* What is expected *
In the listing below, count each line containing "FetchTopVotersResponse" and answer with the count only.

* Available data *
■ ■ ■ ■

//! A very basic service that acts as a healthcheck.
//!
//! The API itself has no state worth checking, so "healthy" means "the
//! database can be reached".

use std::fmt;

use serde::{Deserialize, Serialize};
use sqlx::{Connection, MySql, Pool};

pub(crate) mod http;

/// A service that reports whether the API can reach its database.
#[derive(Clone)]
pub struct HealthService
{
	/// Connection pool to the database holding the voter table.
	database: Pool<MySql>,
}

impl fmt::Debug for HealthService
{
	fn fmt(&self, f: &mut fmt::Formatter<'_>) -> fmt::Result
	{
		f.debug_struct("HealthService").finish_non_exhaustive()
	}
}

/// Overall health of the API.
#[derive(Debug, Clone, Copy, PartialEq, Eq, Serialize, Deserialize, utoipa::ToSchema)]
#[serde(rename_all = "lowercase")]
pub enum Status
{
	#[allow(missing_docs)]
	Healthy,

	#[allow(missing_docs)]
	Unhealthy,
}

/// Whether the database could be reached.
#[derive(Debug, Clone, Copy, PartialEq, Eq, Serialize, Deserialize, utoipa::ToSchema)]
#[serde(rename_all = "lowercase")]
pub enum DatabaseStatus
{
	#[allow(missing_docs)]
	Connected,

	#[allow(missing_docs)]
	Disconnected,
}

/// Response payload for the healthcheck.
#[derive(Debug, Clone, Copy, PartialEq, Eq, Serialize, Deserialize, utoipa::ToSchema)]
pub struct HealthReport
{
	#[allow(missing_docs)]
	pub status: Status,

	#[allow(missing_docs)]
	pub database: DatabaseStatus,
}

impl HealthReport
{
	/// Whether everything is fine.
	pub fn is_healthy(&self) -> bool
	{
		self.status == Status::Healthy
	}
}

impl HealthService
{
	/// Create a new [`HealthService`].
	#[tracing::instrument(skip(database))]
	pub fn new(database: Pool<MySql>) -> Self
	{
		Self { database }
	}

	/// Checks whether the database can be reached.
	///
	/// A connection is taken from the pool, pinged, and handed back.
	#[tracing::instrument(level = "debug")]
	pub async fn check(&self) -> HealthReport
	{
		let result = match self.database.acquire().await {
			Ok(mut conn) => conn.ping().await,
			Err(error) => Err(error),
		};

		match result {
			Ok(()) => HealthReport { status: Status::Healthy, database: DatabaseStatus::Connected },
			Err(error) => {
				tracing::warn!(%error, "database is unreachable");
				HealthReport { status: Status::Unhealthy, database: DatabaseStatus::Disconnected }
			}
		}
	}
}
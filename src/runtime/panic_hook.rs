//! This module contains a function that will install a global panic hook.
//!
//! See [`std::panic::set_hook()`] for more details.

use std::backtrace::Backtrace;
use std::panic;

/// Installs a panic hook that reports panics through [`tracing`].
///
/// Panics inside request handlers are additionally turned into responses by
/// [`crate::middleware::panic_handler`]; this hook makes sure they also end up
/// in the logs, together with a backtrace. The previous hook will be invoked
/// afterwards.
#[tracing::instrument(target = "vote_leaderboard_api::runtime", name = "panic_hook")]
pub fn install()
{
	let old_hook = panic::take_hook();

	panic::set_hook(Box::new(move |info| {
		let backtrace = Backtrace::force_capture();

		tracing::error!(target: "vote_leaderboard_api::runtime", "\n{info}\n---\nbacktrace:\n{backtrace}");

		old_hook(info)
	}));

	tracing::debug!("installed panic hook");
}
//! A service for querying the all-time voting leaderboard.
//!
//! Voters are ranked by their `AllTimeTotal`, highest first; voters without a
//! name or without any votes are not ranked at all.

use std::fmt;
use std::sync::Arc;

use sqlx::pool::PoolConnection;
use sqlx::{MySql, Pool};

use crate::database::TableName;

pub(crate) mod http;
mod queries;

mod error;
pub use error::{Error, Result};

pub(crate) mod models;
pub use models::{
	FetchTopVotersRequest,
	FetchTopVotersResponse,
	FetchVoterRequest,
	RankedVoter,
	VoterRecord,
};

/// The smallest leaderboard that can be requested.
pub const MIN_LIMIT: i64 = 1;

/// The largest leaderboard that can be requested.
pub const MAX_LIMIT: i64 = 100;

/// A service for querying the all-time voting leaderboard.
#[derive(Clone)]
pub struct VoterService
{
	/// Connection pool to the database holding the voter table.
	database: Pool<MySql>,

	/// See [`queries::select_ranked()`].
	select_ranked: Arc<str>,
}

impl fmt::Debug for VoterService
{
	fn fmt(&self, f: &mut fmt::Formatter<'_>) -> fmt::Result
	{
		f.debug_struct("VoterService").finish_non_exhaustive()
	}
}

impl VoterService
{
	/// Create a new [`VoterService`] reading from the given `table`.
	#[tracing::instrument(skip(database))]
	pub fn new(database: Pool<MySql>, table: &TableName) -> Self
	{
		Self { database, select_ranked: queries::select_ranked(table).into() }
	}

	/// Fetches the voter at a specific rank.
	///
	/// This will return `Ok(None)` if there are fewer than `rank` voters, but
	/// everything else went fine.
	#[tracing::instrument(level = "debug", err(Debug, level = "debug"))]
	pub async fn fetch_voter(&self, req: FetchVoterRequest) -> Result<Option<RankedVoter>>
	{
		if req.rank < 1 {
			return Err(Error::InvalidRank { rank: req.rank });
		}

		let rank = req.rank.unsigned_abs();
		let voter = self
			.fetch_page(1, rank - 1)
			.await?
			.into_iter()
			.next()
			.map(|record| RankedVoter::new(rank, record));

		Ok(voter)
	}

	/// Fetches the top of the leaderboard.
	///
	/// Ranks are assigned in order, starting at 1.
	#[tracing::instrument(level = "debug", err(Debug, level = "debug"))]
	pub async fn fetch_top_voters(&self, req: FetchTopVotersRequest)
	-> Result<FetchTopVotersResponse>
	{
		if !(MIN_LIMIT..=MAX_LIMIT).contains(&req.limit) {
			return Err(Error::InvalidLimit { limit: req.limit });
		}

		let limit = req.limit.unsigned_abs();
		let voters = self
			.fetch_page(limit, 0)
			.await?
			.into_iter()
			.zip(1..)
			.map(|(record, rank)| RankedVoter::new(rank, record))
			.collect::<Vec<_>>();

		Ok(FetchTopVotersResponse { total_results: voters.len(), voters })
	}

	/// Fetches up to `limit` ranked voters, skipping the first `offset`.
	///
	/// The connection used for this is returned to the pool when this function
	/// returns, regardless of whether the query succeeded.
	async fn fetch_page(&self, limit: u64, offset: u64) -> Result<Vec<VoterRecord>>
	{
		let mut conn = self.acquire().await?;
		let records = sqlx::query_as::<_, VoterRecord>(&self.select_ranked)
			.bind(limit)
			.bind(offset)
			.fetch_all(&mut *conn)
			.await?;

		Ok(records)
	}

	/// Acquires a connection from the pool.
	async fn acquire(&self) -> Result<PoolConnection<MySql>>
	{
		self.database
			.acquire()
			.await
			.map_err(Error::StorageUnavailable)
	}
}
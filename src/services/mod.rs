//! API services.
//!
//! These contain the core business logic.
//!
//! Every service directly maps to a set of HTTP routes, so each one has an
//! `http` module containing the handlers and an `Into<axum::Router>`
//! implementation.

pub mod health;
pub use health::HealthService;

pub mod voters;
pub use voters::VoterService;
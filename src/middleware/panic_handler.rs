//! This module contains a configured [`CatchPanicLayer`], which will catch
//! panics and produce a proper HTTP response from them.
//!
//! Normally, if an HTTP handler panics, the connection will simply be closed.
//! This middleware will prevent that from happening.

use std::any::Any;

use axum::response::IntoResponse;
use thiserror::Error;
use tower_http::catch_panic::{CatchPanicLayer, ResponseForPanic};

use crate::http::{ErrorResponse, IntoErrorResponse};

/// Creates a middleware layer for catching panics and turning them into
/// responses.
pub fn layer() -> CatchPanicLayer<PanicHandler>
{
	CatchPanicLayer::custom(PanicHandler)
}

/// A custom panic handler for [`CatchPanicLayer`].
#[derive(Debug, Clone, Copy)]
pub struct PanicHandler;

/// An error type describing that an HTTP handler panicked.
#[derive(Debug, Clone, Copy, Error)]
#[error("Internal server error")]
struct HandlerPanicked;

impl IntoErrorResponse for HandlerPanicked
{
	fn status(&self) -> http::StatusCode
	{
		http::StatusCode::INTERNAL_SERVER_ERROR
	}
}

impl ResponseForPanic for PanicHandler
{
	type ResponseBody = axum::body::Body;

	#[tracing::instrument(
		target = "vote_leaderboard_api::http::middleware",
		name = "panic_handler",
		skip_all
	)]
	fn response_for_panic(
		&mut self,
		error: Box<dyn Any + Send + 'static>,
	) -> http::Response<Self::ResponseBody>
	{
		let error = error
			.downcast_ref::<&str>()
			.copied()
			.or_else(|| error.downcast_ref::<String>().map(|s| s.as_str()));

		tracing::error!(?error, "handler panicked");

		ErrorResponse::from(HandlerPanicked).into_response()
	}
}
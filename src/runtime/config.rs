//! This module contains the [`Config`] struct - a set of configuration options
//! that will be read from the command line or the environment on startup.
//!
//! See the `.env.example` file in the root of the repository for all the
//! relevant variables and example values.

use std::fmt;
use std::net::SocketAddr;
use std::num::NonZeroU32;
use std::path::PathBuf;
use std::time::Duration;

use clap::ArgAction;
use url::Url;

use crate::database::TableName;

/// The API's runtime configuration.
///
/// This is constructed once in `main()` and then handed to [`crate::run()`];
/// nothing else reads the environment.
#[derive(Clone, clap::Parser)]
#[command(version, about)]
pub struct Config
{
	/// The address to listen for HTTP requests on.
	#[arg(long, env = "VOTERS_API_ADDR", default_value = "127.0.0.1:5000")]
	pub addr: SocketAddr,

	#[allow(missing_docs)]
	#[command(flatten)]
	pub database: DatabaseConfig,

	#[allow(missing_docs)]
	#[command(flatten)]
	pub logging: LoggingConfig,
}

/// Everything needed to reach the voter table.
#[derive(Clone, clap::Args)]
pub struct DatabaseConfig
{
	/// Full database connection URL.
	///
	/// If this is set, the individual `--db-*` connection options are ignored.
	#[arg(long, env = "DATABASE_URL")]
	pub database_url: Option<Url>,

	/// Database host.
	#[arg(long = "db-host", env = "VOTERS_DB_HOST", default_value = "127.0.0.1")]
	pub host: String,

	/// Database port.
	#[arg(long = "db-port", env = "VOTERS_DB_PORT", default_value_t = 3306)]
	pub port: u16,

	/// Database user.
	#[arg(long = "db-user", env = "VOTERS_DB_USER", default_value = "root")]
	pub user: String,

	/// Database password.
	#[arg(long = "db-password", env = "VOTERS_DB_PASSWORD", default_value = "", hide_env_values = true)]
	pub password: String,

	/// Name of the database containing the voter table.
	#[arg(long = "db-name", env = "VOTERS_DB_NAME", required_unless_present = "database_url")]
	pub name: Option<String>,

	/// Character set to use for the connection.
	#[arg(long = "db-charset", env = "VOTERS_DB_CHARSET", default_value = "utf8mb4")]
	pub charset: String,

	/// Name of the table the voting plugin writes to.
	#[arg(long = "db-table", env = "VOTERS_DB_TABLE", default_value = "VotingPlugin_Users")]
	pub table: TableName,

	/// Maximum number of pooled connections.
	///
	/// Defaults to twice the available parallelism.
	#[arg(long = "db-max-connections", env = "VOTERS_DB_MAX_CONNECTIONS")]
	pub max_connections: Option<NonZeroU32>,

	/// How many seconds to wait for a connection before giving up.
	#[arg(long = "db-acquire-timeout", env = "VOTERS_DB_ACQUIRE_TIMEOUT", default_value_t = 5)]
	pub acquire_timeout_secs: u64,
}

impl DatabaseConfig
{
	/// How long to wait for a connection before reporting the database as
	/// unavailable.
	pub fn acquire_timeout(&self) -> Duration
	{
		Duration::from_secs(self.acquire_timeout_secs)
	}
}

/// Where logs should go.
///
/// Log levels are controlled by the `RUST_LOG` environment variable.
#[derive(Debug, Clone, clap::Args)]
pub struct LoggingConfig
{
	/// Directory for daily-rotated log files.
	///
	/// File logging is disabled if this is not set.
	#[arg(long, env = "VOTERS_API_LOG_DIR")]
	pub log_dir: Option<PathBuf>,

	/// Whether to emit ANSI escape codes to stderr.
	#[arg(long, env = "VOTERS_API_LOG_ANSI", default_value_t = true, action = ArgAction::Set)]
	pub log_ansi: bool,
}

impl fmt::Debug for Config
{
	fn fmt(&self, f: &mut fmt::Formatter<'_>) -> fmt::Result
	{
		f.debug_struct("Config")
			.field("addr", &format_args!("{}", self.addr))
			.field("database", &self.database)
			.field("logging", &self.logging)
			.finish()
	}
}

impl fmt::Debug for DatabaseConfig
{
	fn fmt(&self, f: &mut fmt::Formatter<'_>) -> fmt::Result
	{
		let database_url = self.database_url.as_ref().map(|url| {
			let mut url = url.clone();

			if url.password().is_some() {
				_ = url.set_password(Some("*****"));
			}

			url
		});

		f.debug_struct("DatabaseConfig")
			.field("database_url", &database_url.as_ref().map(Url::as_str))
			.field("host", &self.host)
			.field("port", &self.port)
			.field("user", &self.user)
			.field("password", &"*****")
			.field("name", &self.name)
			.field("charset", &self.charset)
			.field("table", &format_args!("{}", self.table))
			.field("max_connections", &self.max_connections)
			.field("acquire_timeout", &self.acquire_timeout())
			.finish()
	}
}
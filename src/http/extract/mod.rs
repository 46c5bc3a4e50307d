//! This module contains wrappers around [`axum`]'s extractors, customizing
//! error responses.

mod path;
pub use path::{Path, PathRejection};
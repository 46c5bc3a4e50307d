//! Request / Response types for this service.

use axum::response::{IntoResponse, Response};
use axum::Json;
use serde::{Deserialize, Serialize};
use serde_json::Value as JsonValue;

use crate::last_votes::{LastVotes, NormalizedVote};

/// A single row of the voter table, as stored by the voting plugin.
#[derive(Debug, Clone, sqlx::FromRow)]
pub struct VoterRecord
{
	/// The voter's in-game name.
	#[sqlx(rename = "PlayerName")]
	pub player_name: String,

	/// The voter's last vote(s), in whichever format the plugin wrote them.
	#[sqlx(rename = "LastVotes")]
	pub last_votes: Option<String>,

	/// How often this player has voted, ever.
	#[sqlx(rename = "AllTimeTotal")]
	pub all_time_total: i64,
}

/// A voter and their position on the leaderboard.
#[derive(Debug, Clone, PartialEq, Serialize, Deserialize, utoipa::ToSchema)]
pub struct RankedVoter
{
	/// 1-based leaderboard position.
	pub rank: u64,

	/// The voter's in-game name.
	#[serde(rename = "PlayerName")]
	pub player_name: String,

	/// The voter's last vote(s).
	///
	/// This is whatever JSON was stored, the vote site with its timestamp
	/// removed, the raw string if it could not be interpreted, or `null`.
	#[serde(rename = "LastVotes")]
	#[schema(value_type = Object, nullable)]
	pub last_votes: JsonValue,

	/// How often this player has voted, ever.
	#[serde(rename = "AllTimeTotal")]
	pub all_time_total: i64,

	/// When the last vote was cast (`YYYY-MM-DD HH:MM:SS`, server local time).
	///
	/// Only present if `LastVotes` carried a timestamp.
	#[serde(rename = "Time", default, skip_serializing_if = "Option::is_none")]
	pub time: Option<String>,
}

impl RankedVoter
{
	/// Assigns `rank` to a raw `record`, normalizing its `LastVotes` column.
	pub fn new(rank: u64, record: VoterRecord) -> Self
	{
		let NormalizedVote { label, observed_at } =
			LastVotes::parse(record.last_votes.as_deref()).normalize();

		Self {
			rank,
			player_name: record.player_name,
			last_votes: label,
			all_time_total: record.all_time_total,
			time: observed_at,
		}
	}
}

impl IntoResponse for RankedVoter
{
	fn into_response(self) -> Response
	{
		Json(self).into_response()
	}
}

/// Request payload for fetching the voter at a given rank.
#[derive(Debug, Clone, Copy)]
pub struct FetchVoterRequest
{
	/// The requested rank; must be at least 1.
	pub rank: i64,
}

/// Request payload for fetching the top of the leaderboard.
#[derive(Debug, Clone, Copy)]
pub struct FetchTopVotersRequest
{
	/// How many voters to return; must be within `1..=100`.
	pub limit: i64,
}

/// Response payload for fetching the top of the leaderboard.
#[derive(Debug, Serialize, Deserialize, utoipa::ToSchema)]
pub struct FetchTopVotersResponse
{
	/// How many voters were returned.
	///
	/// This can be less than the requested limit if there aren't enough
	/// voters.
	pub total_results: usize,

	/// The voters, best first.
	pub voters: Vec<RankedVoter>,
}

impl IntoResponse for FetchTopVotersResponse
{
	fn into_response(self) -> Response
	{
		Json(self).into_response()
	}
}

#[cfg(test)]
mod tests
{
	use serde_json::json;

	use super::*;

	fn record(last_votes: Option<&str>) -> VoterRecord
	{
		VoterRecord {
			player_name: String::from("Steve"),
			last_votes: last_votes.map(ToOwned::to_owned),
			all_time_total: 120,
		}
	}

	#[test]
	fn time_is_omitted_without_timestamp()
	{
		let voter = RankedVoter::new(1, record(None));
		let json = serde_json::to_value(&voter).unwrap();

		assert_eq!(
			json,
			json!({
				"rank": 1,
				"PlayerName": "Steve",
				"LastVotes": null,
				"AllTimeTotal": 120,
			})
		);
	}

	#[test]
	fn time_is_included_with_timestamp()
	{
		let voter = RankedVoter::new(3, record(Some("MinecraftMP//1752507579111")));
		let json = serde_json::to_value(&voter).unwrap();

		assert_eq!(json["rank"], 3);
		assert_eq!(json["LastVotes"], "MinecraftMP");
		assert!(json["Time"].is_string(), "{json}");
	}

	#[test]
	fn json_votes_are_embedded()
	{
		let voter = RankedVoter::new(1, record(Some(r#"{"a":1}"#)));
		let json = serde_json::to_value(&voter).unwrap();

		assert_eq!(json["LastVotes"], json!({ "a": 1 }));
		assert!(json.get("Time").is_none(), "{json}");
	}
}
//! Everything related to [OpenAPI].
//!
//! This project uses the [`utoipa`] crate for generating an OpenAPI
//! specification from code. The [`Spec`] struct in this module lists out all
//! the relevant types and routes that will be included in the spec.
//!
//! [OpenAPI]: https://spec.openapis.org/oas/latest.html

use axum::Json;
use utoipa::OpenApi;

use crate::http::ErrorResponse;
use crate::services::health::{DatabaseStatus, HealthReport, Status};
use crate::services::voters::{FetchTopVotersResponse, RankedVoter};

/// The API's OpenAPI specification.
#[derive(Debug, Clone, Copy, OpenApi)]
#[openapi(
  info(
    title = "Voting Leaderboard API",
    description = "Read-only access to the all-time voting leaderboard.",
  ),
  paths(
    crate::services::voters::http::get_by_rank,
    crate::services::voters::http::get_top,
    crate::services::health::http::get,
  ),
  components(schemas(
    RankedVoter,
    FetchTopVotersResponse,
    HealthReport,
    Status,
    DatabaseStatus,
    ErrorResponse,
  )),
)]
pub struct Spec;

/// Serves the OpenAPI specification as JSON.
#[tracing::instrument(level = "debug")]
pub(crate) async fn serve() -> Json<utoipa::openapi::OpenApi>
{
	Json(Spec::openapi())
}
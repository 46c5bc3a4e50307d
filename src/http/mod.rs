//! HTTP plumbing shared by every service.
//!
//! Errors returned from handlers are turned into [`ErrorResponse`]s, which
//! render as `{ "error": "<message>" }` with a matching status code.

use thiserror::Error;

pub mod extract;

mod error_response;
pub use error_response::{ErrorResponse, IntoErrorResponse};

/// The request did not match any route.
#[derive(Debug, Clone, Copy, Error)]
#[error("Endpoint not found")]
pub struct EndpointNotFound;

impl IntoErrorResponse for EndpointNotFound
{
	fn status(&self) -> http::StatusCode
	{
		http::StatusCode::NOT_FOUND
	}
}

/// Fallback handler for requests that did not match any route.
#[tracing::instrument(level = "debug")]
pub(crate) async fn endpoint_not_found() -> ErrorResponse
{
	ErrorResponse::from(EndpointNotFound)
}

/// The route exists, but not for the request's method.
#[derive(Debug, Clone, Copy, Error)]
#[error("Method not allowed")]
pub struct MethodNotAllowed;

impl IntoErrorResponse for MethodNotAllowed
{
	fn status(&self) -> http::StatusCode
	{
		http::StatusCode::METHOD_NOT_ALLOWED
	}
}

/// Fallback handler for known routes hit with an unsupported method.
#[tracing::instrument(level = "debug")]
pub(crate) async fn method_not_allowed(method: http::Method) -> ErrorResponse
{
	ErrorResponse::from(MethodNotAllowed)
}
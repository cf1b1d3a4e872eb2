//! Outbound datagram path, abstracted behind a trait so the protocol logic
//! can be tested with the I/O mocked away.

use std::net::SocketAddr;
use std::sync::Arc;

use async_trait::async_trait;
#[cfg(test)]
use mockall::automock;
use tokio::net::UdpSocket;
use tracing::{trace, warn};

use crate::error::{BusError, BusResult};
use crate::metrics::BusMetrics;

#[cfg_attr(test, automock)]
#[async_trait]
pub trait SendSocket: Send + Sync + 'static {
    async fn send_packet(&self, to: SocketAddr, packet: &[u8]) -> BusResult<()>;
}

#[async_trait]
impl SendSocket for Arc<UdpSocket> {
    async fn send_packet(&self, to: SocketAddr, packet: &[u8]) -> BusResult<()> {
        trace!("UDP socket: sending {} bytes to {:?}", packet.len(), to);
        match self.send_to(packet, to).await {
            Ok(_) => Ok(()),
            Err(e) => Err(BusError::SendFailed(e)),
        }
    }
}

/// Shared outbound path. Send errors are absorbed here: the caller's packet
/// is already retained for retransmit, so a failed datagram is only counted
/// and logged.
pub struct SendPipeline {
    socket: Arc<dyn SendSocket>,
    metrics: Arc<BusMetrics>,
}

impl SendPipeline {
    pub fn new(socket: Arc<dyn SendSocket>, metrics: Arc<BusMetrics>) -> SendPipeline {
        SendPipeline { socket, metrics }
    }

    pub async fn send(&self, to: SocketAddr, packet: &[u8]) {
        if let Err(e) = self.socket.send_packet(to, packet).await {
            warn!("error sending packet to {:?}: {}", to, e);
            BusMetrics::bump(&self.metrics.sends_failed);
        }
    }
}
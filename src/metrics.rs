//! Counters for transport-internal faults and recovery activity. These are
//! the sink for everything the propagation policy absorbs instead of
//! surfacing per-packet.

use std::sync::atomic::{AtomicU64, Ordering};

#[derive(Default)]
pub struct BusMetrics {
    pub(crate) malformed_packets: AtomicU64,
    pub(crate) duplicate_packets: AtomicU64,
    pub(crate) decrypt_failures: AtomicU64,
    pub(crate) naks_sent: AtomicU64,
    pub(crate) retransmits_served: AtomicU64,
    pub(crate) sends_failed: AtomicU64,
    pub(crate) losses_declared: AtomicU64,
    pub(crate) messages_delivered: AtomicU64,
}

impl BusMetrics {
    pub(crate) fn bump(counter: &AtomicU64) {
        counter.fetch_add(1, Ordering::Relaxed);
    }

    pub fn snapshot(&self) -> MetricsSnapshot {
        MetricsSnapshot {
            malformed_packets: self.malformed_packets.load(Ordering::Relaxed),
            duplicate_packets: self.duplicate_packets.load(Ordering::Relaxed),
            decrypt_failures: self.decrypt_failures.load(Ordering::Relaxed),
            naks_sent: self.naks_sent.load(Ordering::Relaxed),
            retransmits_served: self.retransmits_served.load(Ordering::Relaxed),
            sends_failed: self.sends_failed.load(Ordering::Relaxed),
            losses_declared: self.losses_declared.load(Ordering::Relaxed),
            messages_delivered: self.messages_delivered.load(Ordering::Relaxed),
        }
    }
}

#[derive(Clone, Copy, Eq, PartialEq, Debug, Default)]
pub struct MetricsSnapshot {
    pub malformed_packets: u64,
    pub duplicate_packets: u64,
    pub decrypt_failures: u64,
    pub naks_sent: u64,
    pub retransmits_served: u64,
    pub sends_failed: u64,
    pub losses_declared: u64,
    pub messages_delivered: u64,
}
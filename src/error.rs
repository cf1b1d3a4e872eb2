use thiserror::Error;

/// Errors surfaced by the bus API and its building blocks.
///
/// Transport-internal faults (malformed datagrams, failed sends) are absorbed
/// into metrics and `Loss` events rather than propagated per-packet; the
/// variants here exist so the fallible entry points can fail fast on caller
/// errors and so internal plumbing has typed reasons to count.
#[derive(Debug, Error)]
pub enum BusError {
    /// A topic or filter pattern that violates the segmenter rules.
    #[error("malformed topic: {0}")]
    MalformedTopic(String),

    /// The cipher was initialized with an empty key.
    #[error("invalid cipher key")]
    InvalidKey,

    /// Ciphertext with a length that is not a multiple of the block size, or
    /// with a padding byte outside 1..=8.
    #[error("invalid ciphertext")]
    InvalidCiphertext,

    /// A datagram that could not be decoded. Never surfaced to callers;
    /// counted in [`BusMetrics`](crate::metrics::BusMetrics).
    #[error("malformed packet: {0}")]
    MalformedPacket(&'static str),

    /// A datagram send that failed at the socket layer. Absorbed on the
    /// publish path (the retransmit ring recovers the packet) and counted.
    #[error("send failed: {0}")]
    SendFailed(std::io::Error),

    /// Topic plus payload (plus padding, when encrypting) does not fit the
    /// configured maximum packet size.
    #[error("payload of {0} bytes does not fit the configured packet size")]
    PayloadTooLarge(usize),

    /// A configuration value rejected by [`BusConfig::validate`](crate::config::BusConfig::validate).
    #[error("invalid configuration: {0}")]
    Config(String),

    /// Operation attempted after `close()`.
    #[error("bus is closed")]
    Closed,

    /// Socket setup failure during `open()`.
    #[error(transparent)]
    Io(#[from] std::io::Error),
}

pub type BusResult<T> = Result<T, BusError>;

■ ■ ■ ■

* Worked solution *
7